What to work on. Work out how many lines of the listing below mention the word "TypeHandle", and give only that figure.

Excerpted data.
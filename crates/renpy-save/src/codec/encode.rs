//! Object graph → pickle stream.
//!
//! One depth-first pass. Every identity-bearing node is memoized as soon as
//! its empty shell is on the stack, before its contents are written, so
//! shared and cyclic references become memo loads.

use num_bigint::BigInt;
use num_traits::ToPrimitive;
use rustc_hash::{FxHashMap, FxHashSet};
use tracing::debug;

use crate::codec::opcode::Opcode;
use crate::codec::primitives::Writer;
use crate::error::EncodeError;
use crate::limits::{BATCH_SIZE, DEFAULT_PROTOCOL, MAX_NESTING, MAX_PROTOCOL, MIN_ENCODE_PROTOCOL};
use crate::model::{Constructor, Graph, Instance, Node, NodeId, State, Value};
use crate::registry::{TypeHandle, TypeKind};

/// Options for encoding a graph.
#[derive(Debug, Clone, Copy)]
pub struct EncodeOptions {
    /// Pickle protocol to write, 2 through 5.
    ///
    /// Protocol 2 is what Ren'Py writes; every Ren'Py version loads it.
    pub protocol: u8,
}

impl Default for EncodeOptions {
    fn default() -> Self {
        Self {
            protocol: DEFAULT_PROTOCOL,
        }
    }
}

impl EncodeOptions {
    /// Creates default (protocol 2) encoding options.
    pub fn new() -> Self {
        Self::default()
    }

    /// Creates options for a specific protocol.
    pub fn with_protocol(protocol: u8) -> Self {
        Self { protocol }
    }
}

/// Encodes the value `root` of `graph` as a pickle stream.
pub fn encode_pickle(graph: &Graph, root: &Value, options: &EncodeOptions) -> Result<Vec<u8>, EncodeError> {
    let protocol = options.protocol;
    if !(MIN_ENCODE_PROTOCOL..=MAX_PROTOCOL).contains(&protocol) {
        return Err(EncodeError::UnsupportedProtocol { protocol });
    }

    let mut encoder = Encoder {
        graph,
        protocol,
        w: Writer::with_capacity(graph.len() * 16),
        memo: FxHashMap::default(),
        globals: FxHashMap::default(),
        builtins: FxHashMap::default(),
        open: FxHashSet::default(),
        next_memo: 0,
        depth: 0,
    };
    encoder.op(Opcode::Proto);
    encoder.w.write_byte(protocol);
    encoder.save(root)?;
    encoder.op(Opcode::Stop);

    debug!(
        protocol,
        bytes = encoder.w.len(),
        memo = encoder.next_memo,
        "encoded pickle stream"
    );
    Ok(encoder.w.into_bytes())
}

struct Encoder<'g> {
    graph: &'g Graph,
    protocol: u8,
    w: Writer,
    memo: FxHashMap<NodeId, u32>,
    globals: FxHashMap<TypeHandle, u32>,
    builtins: FxHashMap<(&'static str, &'static str), u32>,
    /// Nodes whose construction is in progress but not yet memoized.
    open: FxHashSet<NodeId>,
    next_memo: u32,
    depth: usize,
}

Output below. 2